Should I self-host an open model to save money?
It depends on your volume and needs. Self-hosting open-weight models like Llama, DeepSeek or Qwen means no per-token fees — you pay only for hardware or a cloud GPU (typically a few dollars an hour). For high-volume workloads or sensitive data that can’t use a third-party API, this is often far cheaper and gives full privacy. The trade-offs are setup and maintenance effort and the need for capable hardware. For lower or variable volume, a cheap hosted API is usually simpler and cheaper than running your own infrastructure. Many teams mix both.
Why do AI API prices keep changing?
Intense competition. The major labs — OpenAI, Anthropic, Google and DeepSeek — plus a wave of open-weight providers are in a sustained price war, and prices have fallen roughly 80% year over year. New model generations often make older models cheaper or match their performance at lower cost, and providers cut prices several times a year, with some being more aggressive than others. This is great for users but means any pricing list is a snapshot. Always check official pricing pages for current rates, and design your system so you can switch models easily as prices shift.
9. Conclusion & Key Takeaways
The cheapest AI APIs — budget models like DeepSeek and Gemini Flash-Lite, plus generous free tiers and self-hosted open models — make capable AI remarkably affordable, and prices keep falling.

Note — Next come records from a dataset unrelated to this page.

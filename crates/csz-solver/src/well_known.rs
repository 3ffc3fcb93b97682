//! Compiler-required library members.
//!
//! The planner and the lock binder call a handful of library members by
//! identity (`Span<T>..ctor(T[])`, `List<T>.Add(T)`, `Monitor.Enter`, ...).
//! They are located by name and signature shape on the well-known
//! definition; a library that lacks one produces CS0656 at the use site.

use crate::db::TypeDatabase;
use crate::def::WellKnownType;
use crate::types::{MethodId, MethodInfo, MethodKind, TypeData, TypeId};
use serde::Serialize;

#[derive(Clone, Copy, Debug, PartialEq, Eq, Hash, Serialize)]
pub enum WellKnownMember {
    /// `Span<T>..ctor(T[])`
    SpanCtorArray,
    /// `ReadOnlySpan<T>..ctor(T[])`
    ReadOnlySpanCtorArray,
    /// `List<T>..ctor()`
    ListCtor,
    /// `List<T>.Add(T)`
    ListAdd,
    /// `List<T>.AddRange(IEnumerable<T>)`
    ListAddRange,
    /// `Lock.EnterScope()`
    LockEnterScope,
    /// `Lock.Scope.Dispose()`
    LockScopeDispose,
    /// `Monitor.Enter(object, ref bool)`
    MonitorEnter,
    /// `Monitor.Exit(object)`
    MonitorExit,
}

impl WellKnownMember {
    pub const ALL: [WellKnownMember; 9] = [
        WellKnownMember::SpanCtorArray,
        WellKnownMember::ReadOnlySpanCtorArray,
        WellKnownMember::ListCtor,
        WellKnownMember::ListAdd,
        WellKnownMember::ListAddRange,
        WellKnownMember::LockEnterScope,
        WellKnownMember::LockScopeDispose,
        WellKnownMember::MonitorEnter,
        WellKnownMember::MonitorExit,
    ];

    pub const fn container(self) -> WellKnownType {
        match self {
            WellKnownMember::SpanCtorArray => WellKnownType::SpanT,
            WellKnownMember::ReadOnlySpanCtorArray => WellKnownType::ReadOnlySpanT,
            WellKnownMember::ListCtor | WellKnownMember::ListAdd | WellKnownMember::ListAddRange => {
                WellKnownType::ListT
            }
            WellKnownMember::LockEnterScope => WellKnownType::Lock,
            WellKnownMember::LockScopeDispose => WellKnownType::LockScope,
            WellKnownMember::MonitorEnter | WellKnownMember::MonitorExit => WellKnownType::Monitor,
        }
    }

    pub const fn member_name(self) -> &'static str {
        match self {
            WellKnownMember::SpanCtorArray
            | WellKnownMember::ReadOnlySpanCtorArray
            | WellKnownMember::ListCtor => ".ctor",
            WellKnownMember::ListAdd => "Add",
            WellKnownMember::ListAddRange => "AddRange",
            WellKnownMember::LockEnterScope => "EnterScope",
            WellKnownMember::LockScopeDispose => "Dispose",
            WellKnownMember::MonitorEnter => "Enter",
            WellKnownMember::MonitorExit => "Exit",
        }
    }

    /// Container name as it appears in CS0656 (`System.Span`1`, `System.Threading.Lock+Scope`).
    pub fn container_display(self) -> String {
        let (ns, name, arity) = self.container().metadata_name();
        if arity == 0 {
            format!("{ns}.{name}")
        } else {
            format!("{ns}.{name}`{arity}")
        }
    }

    pub fn display(self) -> String {
        format!("{}.{}", self.container_display(), self.member_name())
    }
}

/// Locate a compiler-required member on its well-known definition.
pub fn lookup_member(db: &dyn TypeDatabase, member: WellKnownMember) -> Option<MethodId> {
    let def = db.defs().well_known(member.container())?;
    let type_params = db.defs().get_type_params(def);
    let own_param = type_params.first().map(|&tp| db.type_param_type(tp));
    let name = db.atoms().get(member.member_name())?;

    db.defs().get_methods(def).into_iter().find(|&id| {
        let Some(method) = db.defs().method(id) else {
            return false;
        };
        method.name == name && matches_shape(db, member, &method, own_param)
    })
}

fn matches_shape(
    db: &dyn TypeDatabase,
    member: WellKnownMember,
    method: &MethodInfo,
    own_param: Option<TypeId>,
) -> bool {
    let param_types: Vec<TypeId> = method.params.iter().map(|p| p.ty).collect();
    match member {
        WellKnownMember::SpanCtorArray | WellKnownMember::ReadOnlySpanCtorArray => {
            let Some(t) = own_param else {
                return false;
            };
            method.kind == MethodKind::Constructor
                && param_types.len() == 1
                && db.lookup(param_types[0]) == Some(TypeData::Array { element: t, rank: 1 })
        }
        WellKnownMember::ListCtor => {
            method.kind == MethodKind::Constructor && method.required_param_count() == 0
        }
        WellKnownMember::ListAdd => match own_param {
            Some(t) => !method.is_static() && param_types == [t],
            None => false,
        },
        WellKnownMember::ListAddRange => {
            let Some(t) = own_param else {
                return false;
            };
            let expected = db.well_known_type(WellKnownType::IEnumerableT, &[t]);
            !method.is_static() && param_types.len() == 1 && Some(param_types[0]) == expected
        }
        WellKnownMember::LockEnterScope => {
            !method.is_static() && method.params.is_empty() && method.type_params.is_empty()
        }
        WellKnownMember::LockScopeDispose => {
            !method.is_static() && method.params.is_empty() && method.return_type == TypeId::VOID
        }
        WellKnownMember::MonitorEnter => {
            method.is_static()
                && method.params.len() == 2
                && method.params[0].ty == TypeId::OBJECT
                && method.params[1].ty == TypeId::BOOL
                && method.params[1].by_ref
        }
        WellKnownMember::MonitorExit => {
            method.is_static() && param_types == [TypeId::OBJECT]
        }
    }
}

#[cfg(test)]
#[path = "../tests/well_known_tests.rs"]
mod tests;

But the real savings come from how you use them: route easy tasks to cheap models and hard ones to premium models, cache aggressively, batch where you can, and right-size every call. These tactics cut costs 60–90% without sacrificing quality. Always verify current pricing, since it changes fast, and measure cost per successful task rather than per token. To go further, see our pillar on the best AI API and our guide to the best open source LLM.
- Cheapest quality APIs: DeepSeek (~$0.14/M input) and Gemini Flash-Lite (~$0.10/M), far below frontier prices.
- Free options: Gemini’s free tier, open models via OpenRouter, and self-hosting for hardware cost only.
- Tiered routing, caching and batching cut AI bills 60–90% with minimal quality impact.
- Prices have dropped ~80% year over year and change often — always verify current rates.
- Measure cost per successful task; cheapest per token isn’t always best value.
The cheapest AI API isn’t a single model — it’s a smart architecture. Start with budget models and free tiers, route only the hard work to premium models, and cache everything you can — and you’ll run powerful AI for a fraction of the cost.